В конце ноября я вернулся в Буффало, чтобы присутствовать на свадьбе моей кузины Эдит. Я должен был прочесть поздравительные телеграммы, присланные по этому случаю. Ожидая за занавеской, отделявшей кухню от столовой, я начал болезненно щуриться, запоминая тексты сообщений, чтобы, появившись, безупречно прочитать их гостям.
К счастью, мои трудности в тот раз никто не заметил. Свадьба Эдит стала не только большой радостью для всех, но и поводом для особенного семейного торжества. Пять долгих лет во время Второй мировой войны католическая семья в Нидерландах прятала родителей Эдит, Берту и Альфреда, от немецких оккупантов под ветряной мельницей. Тетя Берта никогда не называла нам точных размеров их убежища. Это была просто какая-то трещина в земле. В ней они и смогли выжить.
В качестве сюрприза для Эдит ее родители привезли на свадьбу в Америку патриарха голландской семьи Корнелиуса «Па» Дейла. Это был высокий 90-летний мужчина в черном костюме и темной шляпе, совершенно не знавший английского языка. Перед нами стоял человек, который, если бы родителей Эдит обнаружили, был бы расстрелян, а возможно, и его семья тоже. Какова была награда за риск? Конечно, ничего существенного. Так зачем же он это сделал? Я, и правда, не знаю.

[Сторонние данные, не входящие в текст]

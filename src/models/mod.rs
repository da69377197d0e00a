//! Data models

pub mod prediction;
pub mod status;

pub use prediction::*;
pub use status::*;
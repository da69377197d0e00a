//! HTTP handlers

pub mod health;
pub mod metrics;
pub mod model;
pub mod predict;
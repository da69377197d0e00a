//! Configuration module

use std::env;
use std::path::PathBuf;

/// Application configuration
#[derive(Debug, Clone)]
pub struct Config {
    /// Environment (dev, staging, production)
    pub environment: String,

    /// Verbose logging
    pub debug: bool,

    /// Bind address
    pub host: String,

    /// Server port
    pub port: u16,

    /// Model file served at startup and on reload
    pub model_path: PathBuf,

    /// Root directory for the JSONL prediction sink (disabled when unset)
    pub sink_dir: Option<PathBuf>,

    /// Sub-directory for prediction files under `sink_dir`
    pub sink_prefix: String,

    /// Collector endpoint for the HTTP prediction sink (disabled when unset)
    pub sink_url: Option<String>,

    /// HTTP sink request timeout
    pub sink_timeout_secs: u64,

    /// Emit one log event per served prediction
    pub log_predictions: bool,

    /// Metrics gateway for per-prediction data points (disabled when unset)
    pub metrics_url: Option<String>,

    /// Namespace attached to exported metrics
    pub metrics_namespace: String,

    /// Emit exported metric data points as log events
    pub log_metrics: bool,

    /// `json` for structured log lines, anything else for text
    pub log_format: String,
}

impl Default for Config {
    fn default() -> Self {
        Self {
            environment: "dev".to_string(),
            debug: false,
            host: "0.0.0.0".to_string(),
            port: 8000,
            model_path: PathBuf::from("model.onnx"),
            sink_dir: None,
            sink_prefix: "predictions".to_string(),
            sink_url: None,
            sink_timeout_secs: 5,
            log_predictions: false,
            metrics_url: None,
            metrics_namespace: "ModelDeployment".to_string(),
            log_metrics: false,
            log_format: "text".to_string(),
        }
    }
}

impl Config {
    /// Load configuration from environment variables
    pub fn from_env() -> Self {
        Self::from_lookup(|key| env::var(key).ok())
    }

    /// Load configuration from any key lookup; unparseable values fall back
    /// to defaults
    pub fn from_lookup<F>(lookup: F) -> Self
    where
        F: Fn(&str) -> Option<String>,
    {
        let defaults = Self::default();
        let non_empty = |key: &str| lookup(key).filter(|v| !v.trim().is_empty());

        Self {
            environment: non_empty("ENVIRONMENT").unwrap_or(defaults.environment),

            debug: non_empty("DEBUG").map(|v| parse_bool(&v)).unwrap_or(defaults.debug),

            host: non_empty("HOST").unwrap_or(defaults.host),

            port: non_empty("PORT")
                .and_then(|p| p.parse().ok())
                .unwrap_or(defaults.port),

            model_path: non_empty("MODEL_PATH")
                .map(PathBuf::from)
                .unwrap_or(defaults.model_path),

            sink_dir: non_empty("SINK_DIR").map(PathBuf::from),

            sink_prefix: non_empty("SINK_PREFIX").unwrap_or(defaults.sink_prefix),

            sink_url: non_empty("SINK_URL"),

            sink_timeout_secs: non_empty("SINK_TIMEOUT_SECS")
                .and_then(|s| s.parse().ok())
                .unwrap_or(defaults.sink_timeout_secs),

            log_predictions: non_empty("LOG_PREDICTIONS")
                .map(|v| parse_bool(&v))
                .unwrap_or(defaults.log_predictions),

            metrics_url: non_empty("METRICS_URL"),

            metrics_namespace: non_empty("METRICS_NAMESPACE").unwrap_or(defaults.metrics_namespace),

            log_metrics: non_empty("LOG_METRICS")
                .map(|v| parse_bool(&v))
                .unwrap_or(defaults.log_metrics),

            log_format: non_empty("LOG_FORMAT").unwrap_or(defaults.log_format),
        }
    }

    /// Check if running in production
    pub fn is_production(&self) -> bool {
        self.environment == "production"
    }

    pub fn bind_addr(&self) -> String {
        format!("{}:{}", self.host, self.port)
    }
}

fn parse_bool(value: &str) -> bool {
    matches!(value.trim().to_ascii_lowercase().as_str(), "true" | "1" | "yes")
}

#[cfg(test)]
mod tests {
    use super::*;
    use std::collections::HashMap;

    fn lookup(pairs: &[(&str, &str)]) -> impl Fn(&str) -> Option<String> {
        let map: HashMap<String, String> = pairs
            .iter()
            .map(|(k, v)| (k.to_string(), v.to_string()))
            .collect();
        move |key| map.get(key).cloned()
    }

    #[test]
    fn test_defaults() {
        let config = Config::from_lookup(lookup(&[]));
        assert_eq!(config.port, 8000);
        assert_eq!(config.environment, "dev");
        assert!(config.sink_dir.is_none());
        assert!(config.sink_url.is_none());
        assert!(config.metrics_url.is_none());
        assert_eq!(config.metrics_namespace, "ModelDeployment");
        assert!(!config.debug);
    }

    #[test]
    fn test_overrides() {
        let config = Config::from_lookup(lookup(&[
            ("PORT", "9000"),
            ("DEBUG", "True"),
            ("ENVIRONMENT", "production"),
            ("SINK_DIR", "/var/lib/predictions"),
            ("MODEL_PATH", "/models/booster.onnx"),
            ("METRICS_URL", "http://gateway:9091/metrics"),
            ("LOG_METRICS", "yes"),
        ]));
        assert_eq!(config.metrics_url.as_deref(), Some("http://gateway:9091/metrics"));
        assert!(config.log_metrics);
        assert_eq!(config.port, 9000);
        assert!(config.debug);
        assert!(config.is_production());
        assert_eq!(config.sink_dir, Some(PathBuf::from("/var/lib/predictions")));
        assert_eq!(config.model_path, PathBuf::from("/models/booster.onnx"));
        assert_eq!(config.bind_addr(), "0.0.0.0:9000");
    }

    #[test]
    fn test_bad_values_fall_back() {
        let config = Config::from_lookup(lookup(&[("PORT", "eighty"), ("SINK_URL", "  ")]));
        assert_eq!(config.port, 8000);
        assert!(config.sink_url.is_none());
    }
}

Могу только подтвердить, что, когда его представили, все на свадьбе пролили немало слез.
Несколько дней спустя мы со Сью отправились ранним вечером по свежему снегу на ночлег в город. Мы позаимствовали у ее отца Ford Falcon. Сью уже хорошо понимала, в каком состоянии находятся мои глаза. Но холодный воздух придал мне бодрости, а перспектива поужинать с ней наедине привела меня в такой восторг, что я уговорил ее пустить меня за руль, несмотря на плохое зрение, хотя уже была ночь.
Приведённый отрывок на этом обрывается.